O diretor-geral da Associação Internacional de Transporte Aéreo (Iata), Willie Walsh, afirmou que 2026 será um ano desafiador para algumas companhias aéreas diante da disparada dos custos de combustível. No entanto, o executivo avalia que o atual cenário está longe da crise enfrentada pelo setor durante a pandemia de covid-19.
"Para algumas companhias aéreas, acho que este ano será muito, muito difícil. Mas não é nada parecido com o que a indústria viveu durante a pandemia", disse Walsh durante coletiva de imprensa na Assembleia Geral Anual da Iata, no Rio de Janeiro.
Segundo o executivo, o aumento da conta global de combustível em cerca de US$ 100 bilhões pode ter impacto "potencialmente existencial" para empresas que já operam em mercados mais fracos ou com margens reduzidas. Walsh observou, porém, que o setor continua crescendo e deverá permanecer lucrativo em termos consolidados.
O diretor-geral da Iata destacou que a demanda segue avançando.

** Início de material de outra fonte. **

fn render_otp_step(f: &mut Frame, flow: &VerificationFlow, area: Rect) {
    let card = centered_rect(60, 14, area);

    let mut slots = Vec::with_capacity(OTP_LEN * 2);
    for (i, slot) in flow.otp.slots().iter().enumerate() {
        let style = if i == flow.otp.focus() {
            Style::default().fg(Color::Black).bg(Color::Yellow)
        } else {
            Style::default().fg(Color::White)
        };
        slots.push(Span::styled(format!("[ {} ]", slot.unwrap_or(' ')), style));
        slots.push(Span::raw(" "));
    }

    let button = if flow.pending == Some(PendingRequest::Verify) {
        Span::styled("Verifying...", Style::default().fg(Color::Yellow))
    } else {
        Span::styled("[ Verify ]", button_style(flow.otp.is_complete()))
    };
    let resend = if flow.pending == Some(PendingRequest::Resend) {
        Span::styled("Resending...", Style::default().fg(Color::Yellow))
    } else {
        Span::styled("Resend (r)", Style::default().fg(Color::LightBlue))
    };
    let sent_to = flow
        .phone
        .as_ref()
        .map(|p| format!("Code sent to {}", p.masked()))
        .unwrap_or_default();

    let mut lines = vec![
        Line::from(Span::styled(
            "OTP Verification",
            Style::default().add_modifier(Modifier::BOLD),
        )),
        Line::from(Span::styled(
            "Enter the verification code we just sent on your mobile number.",
            Style::default().fg(Color::Gray),
        )),
        Line::from(Span::styled(sent_to, Style::default().fg(Color::DarkGray))),
        Line::from(""),
        Line::from(slots),
        Line::from(""),
        Line::from(button),
        Line::from(vec![Span::raw("Didn't receive code? "), resend]),
    ];
    push_feedback(&mut lines, flow);

    let widget = Paragraph::new(lines)
        .alignment(Alignment::Center)
        .wrap(Wrap { trim: true })
        .block(Block::default().borders(Borders::ALL).title("Verify"));
    f.render_widget(widget, card);
}
//! fastor - terminal client for the Fastor restaurant pre-order service.
//!
//! Signs the user in with a phone number and one-time code, then shows the
//! restaurants near them.

use std::io;
use std::sync::Arc;
use std::time::Duration;

use anyhow::Context;
use crossterm::{
    event::{
        DisableBracketedPaste, DisableMouseCapture, EnableBracketedPaste, EnableMouseCapture,
        Event, EventStream, KeyEventKind,
    },
    execute,
    terminal::{disable_raw_mode, enable_raw_mode, EnterAlternateScreen, LeaveAlternateScreen},
};
use futures::StreamExt;
use ratatui::{
    backend::{Backend, CrosstermBackend},
    Terminal,
};
use tokio::sync::mpsc::UnboundedReceiver;
use tokio::time::{self, Instant, Interval, MissedTickBehavior};
use tracing::{error, info, warn};

use fastor::application::{App, Outcome};
use fastor::domain::BANNER_INTERVAL_MS;
use fastor::infrastructure::{logging, Config, Dispatcher, HttpClient, SessionStore};
use fastor::presentation::{render_ui, InputHandler};

const HOUSEKEEPING_INTERVAL: Duration = Duration::from_millis(250);

/// Entry point.
///
/// Configuration and logging are set up before the terminal is touched so
/// that their errors reach the shell.
#[tokio::main(flavor = "current_thread")]
async fn main() -> anyhow::Result<()> {
    let config = Config::from_env().context("invalid configuration")?;
    logging::init(&config.log_filter, &config.log_file)
        .with_context(|| format!("cannot open log file {}", config.log_file.display()))?;
    info!(api = %config.api_base, listing = %config.listing_base, "starting");

    let store = SessionStore::new(config.session_path.clone());
    let session = match store.load() {
        Ok(session) => session,
        Err(e) => {
            warn!(error = %e, path = %store.path().display(), "ignoring unreadable session");
            None
        }
    };

    let api = HttpClient::new(&config).context("cannot build HTTP client")?;
    let (dispatcher, mut outcomes) = Dispatcher::new(Arc::new(api), store);
    let (mut app, effects) = App::new(config.policy, session);
    app.dial_code = config.dial_code.clone();
    dispatcher.dispatch(&mut app, effects);

    enable_raw_mode()?;
    let mut stdout = io::stdout();
    execute!(stdout, EnterAlternateScreen, EnableMouseCapture, EnableBracketedPaste)?;
    let backend = CrosstermBackend::new(stdout);
    let mut terminal = Terminal::new(backend)?;

    let res = run_app(&mut terminal, &mut app, &dispatcher, &mut outcomes).await;

    disable_raw_mode()?;
    execute!(
        terminal.backend_mut(),
        LeaveAlternateScreen,
        DisableMouseCapture,
        DisableBracketedPaste
    )?;
    terminal.show_cursor()?;

    if let Err(err) = res {
        error!(error = %err, "terminal error");
        return Err(err.into());
    }
    info!("bye");
    Ok(())
}

/// Banner autoplay timer. Rebuilt whenever the home screen is mounted or
/// its listing changes, dropped when autoplay stops.
#[derive(Default)]
struct BannerTimer {
    interval: Option<Interval>,
    armed_for: Option<usize>,
}

impl BannerTimer {
    fn sync(&mut self, app: &App) {
        let key = app
            .home
            .as_ref()
            .filter(|home| home.banner.should_autoplay())
            .map(|home| home.listings.len());
        if key == self.armed_for && self.interval.is_some() == key.is_some() {
            return;
        }

        self.armed_for = key;
        self.interval = key.map(|_| {
            let period = Duration::from_millis(BANNER_INTERVAL_MS);
            let mut interval = time::interval_at(Instant::now() + period, period);
            interval.set_missed_tick_behavior(MissedTickBehavior::Delay);
            interval
        });
    }

    async fn tick(&mut self) {
        match self.interval.as_mut() {
            Some(interval) => {
                interval.tick().await;
            }
            None => std::future::pending().await,
        }
    }
}

/// Main event loop: terminal input, finished requests and timers.
async fn run_app<B: Backend>(
    terminal: &mut Terminal<B>,
    app: &mut App,
    dispatcher: &Dispatcher,
    outcomes: &mut UnboundedReceiver<Outcome>,
) -> io::Result<()> {
    let mut events = EventStream::new();
    let mut housekeeping = time::interval(HOUSEKEEPING_INTERVAL);
    let mut banner = BannerTimer::default();

    loop {
        terminal.draw(|f| render_ui(f, app))?;
        if app.should_quit {
            return Ok(());
        }
        banner.sync(app);

        tokio::select! {
            event = events.next() => match event {
                Some(Ok(event)) => handle_event(app, dispatcher, event),
                Some(Err(e)) => return Err(e),
                None => return Ok(()),
            },
            Some(outcome) = outcomes.recv() => {
                let commands = app.on_outcome(outcome);
                dispatcher.dispatch(app, commands);
            }
            _ = banner.tick() => app.banner_tick(),
            _ = housekeeping.tick() => app.expire_notifications(std::time::Instant::now()),
        }
    }
}

fn handle_event(app: &mut App, dispatcher: &Dispatcher, event: Event) {
    match event {
        Event::Key(key) if key.kind == KeyEventKind::Press => {
            let commands = InputHandler::handle_key_event(app, key.code, key.modifiers);
            dispatcher.dispatch(app, commands);
        }
        Event::Mouse(mouse) => InputHandler::handle_mouse_event(app, mouse),
        Event::Paste(text) => InputHandler::handle_paste(app, &text),
        _ => {}
    }
}
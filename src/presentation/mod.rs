//! Presentation layer handling terminal UI and user input.
//!
//! Rendering is a pure function of [`crate::application::App`]; input
//! handlers mutate the app and return the commands to dispatch.

pub mod input;
pub mod ui;

pub use input::*;
pub use ui::*;
//! Six-slot OTP entry.
//!
//! Each slot holds at most one digit. Focus is a plain index the view reads;
//! there are no widget handles.

use super::errors::{ValidationError, ValidationResult};

pub const OTP_LEN: usize = 6;

/// OTP digits plus the index of the focused slot.
#[derive(Debug, Clone, Default, PartialEq, Eq)]
pub struct OtpInput {
    slots: [Option<char>; OTP_LEN],
    focus: usize,
}

impl OtpInput {
    pub fn slots(&self) -> &[Option<char>; OTP_LEN] {
        &self.slots
    }

    pub fn focus(&self) -> usize {
        self.focus
    }

    pub fn focus_slot(&mut self, index: usize) {
        self.focus = index.min(OTP_LEN - 1);
    }

    pub fn focus_left(&mut self) {
        self.focus = self.focus.saturating_sub(1);
    }

    pub fn focus_right(&mut self) {
        self.focus = (self.focus + 1).min(OTP_LEN - 1);
    }

    /// Writes `c` into the focused slot and advances focus unless it is the
    /// last slot. Anything other than an ASCII digit is ignored.
    pub fn input(&mut self, c: char) -> bool {
        if !c.is_ascii_digit() {
            return false;
        }
        self.slots[self.focus] = Some(c);
        if self.focus < OTP_LEN - 1 {
            self.focus += 1;
        }
        true
    }

    /// Clears a filled slot in place; on an empty slot moves focus back one.
    pub fn backspace(&mut self) {
        if self.slots[self.focus].is_some() {
            self.slots[self.focus] = None;
        } else if self.focus > 0 {
            self.focus -= 1;
        }
    }

    pub fn clear(&mut self) {
        self.slots = [None; OTP_LEN];
        self.focus = 0;
    }

    pub fn is_complete(&self) -> bool {
        self.slots.iter().all(Option::is_some)
    }

    /// Concatenates the slots into a submittable code.
    pub fn code(&self) -> ValidationResult<OtpCode> {
        let code: Option<String> = self.slots.iter().copied().collect();
        code.map(OtpCode).ok_or(ValidationError::IncompleteOtp)
    }
}

/// A complete six-digit code, ready for the wire.
#[derive(Debug, Clone, PartialEq, Eq)]
pub struct OtpCode(String);

impl OtpCode {
    pub fn as_str(&self) -> &str {
        &self.0
    }
}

O tráfego aéreo global acumula alta de 2,1% no ano até o momento e, excluindo os impactos dos conflitos no Oriente Médio, o crescimento chega a 4,8%, segundo o executivo.
Por outro lado, durante a covid-19, a indústria aérea ficou paralisada. "Em maio de 2020, o tráfego aéreo chegou a cair 95% em relação ao ano anterior. Então era um cenário bem diferente", lembrou Walsh.
A Iata reduziu suas projeções para o desempenho financeiro do setor em 2026. A entidade passou a estimar lucro líquido global de US$ 23 bilhões, quase metade dos US$ 45 bilhões reportados no ano anterior. A revisão reflete principalmente a expectativa de preços mais elevados para o combustível de aviação em meio às tensões geopolíticas no Oriente Médio.